▶ [Assignment]: Scan the records for the string "ConfigError", then copy each line that has it.

--

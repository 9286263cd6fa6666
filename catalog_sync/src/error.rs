//! Error types for catalog_sync

use crate::config::ConfigError;
use crate::fetch::FetchError;
use crate::reconcile::ReconcileError;
use crate::sources::ParseError;
use crate::store::StoreError;
use thiserror::Error;

/// Unified error type for catalog_sync operations
#[derive(Debug, Error)]
pub enum SyncError {
    /// Invalid configuration, fatal at startup
    #[error(transparent)]
    Config(#[from] ConfigError),

    /// HTTP client could not be built
    #[error("HTTP client error: {0}")]
    Http(#[from] reqwest::Error),

    #[error(transparent)]
    Fetch(#[from] FetchError),

    #[error(transparent)]
    Parse(#[from] ParseError),

    #[error(transparent)]
    Reconcile(#[from] ReconcileError),

    /// Store or ledger unavailable
    #[error("persistence error: {0}")]
    Store(#[from] StoreError),

    #[error("source '{0}' is not configured")]
    UnknownSource(mtg_common::SourceId),

    #[error("sync cancelled")]
    Cancelled,
}

/// Result alias for catalog_sync operations
pub type Result<T> = std::result::Result<T, SyncError>;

--

▶ [Answer section]:
use crate::config::ConfigError;
    Config(#[from] ConfigError),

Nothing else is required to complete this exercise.